** Opening ENTRIES PROVIDED block **

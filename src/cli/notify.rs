//! The notify pipeline: read release notes, announce, reply with the notes.

use std::fs;
use std::io::ErrorKind;
use std::path::{Path, PathBuf};

use crate::chat::notifier::release_announcement;
use crate::chat::{ChatApi, NotificationReceipt, ReleaseNotifier};
use crate::config::Config;
use crate::error::{ReleaseBotError, Result};

/// Arguments for the notify workflow, decoupled from clap
#[derive(Debug, Clone, PartialEq)]
pub struct NotifyArgs {
    pub component: String,
    pub version: String,
    pub release_notes_file: PathBuf,
    pub slack_channel_id: String,
    pub dry_run: bool,
}

/// Read the release notes, trimmed of surrounding whitespace
pub fn read_release_notes(path: &Path) -> Result<String> {
    match fs::read_to_string(path) {
        Ok(content) => Ok(content.trim().to_string()),
        Err(e) if e.kind() == ErrorKind::NotFound => Err(ReleaseBotError::config(format!(
            "Release notes file '{}' not found.",
            path.display()
        ))),
        Err(e) => Err(ReleaseBotError::config(format!(
            "Error reading release notes file '{}': {}",
            path.display(),
            e
        ))),
    }
}

/// Browser URL of the release page for `version`
pub fn release_url(config: &Config, component: &str, version: &str) -> String {
    format!(
        "{}/{}/{}/releases/tag/v{}",
        config.forge.web_url.trim_end_matches('/'),
        config.forge.owner,
        component,
        version
    )
}

/// Announce a release. The notes file is read before any chat call is made.
pub fn run_notify_workflow(
    args: &NotifyArgs,
    config: &Config,
    chat: &dyn ChatApi,
) -> Result<NotificationReceipt> {
    let notes = read_release_notes(&args.release_notes_file)?;

    let url = release_url(config, &args.component, &args.version);
    let message = release_announcement(&url, &args.component, &args.version);

    ReleaseNotifier::new(chat, &args.slack_channel_id, args.dry_run).notify(&message, Some(&notes))
}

** Closing ENTRIES PROVIDED block **

TASK PROMPT> Pick out each line above that includes "version" and show it.

RESPONSE TO THIS EXERCISE>
    pub version: String,
/// Browser URL of the release page for `version`
pub fn release_url(config: &Config, component: &str, version: &str) -> String {
        version
    let url = release_url(config, &args.component, &args.version);
    let message = release_announcement(&url, &args.component, &args.version);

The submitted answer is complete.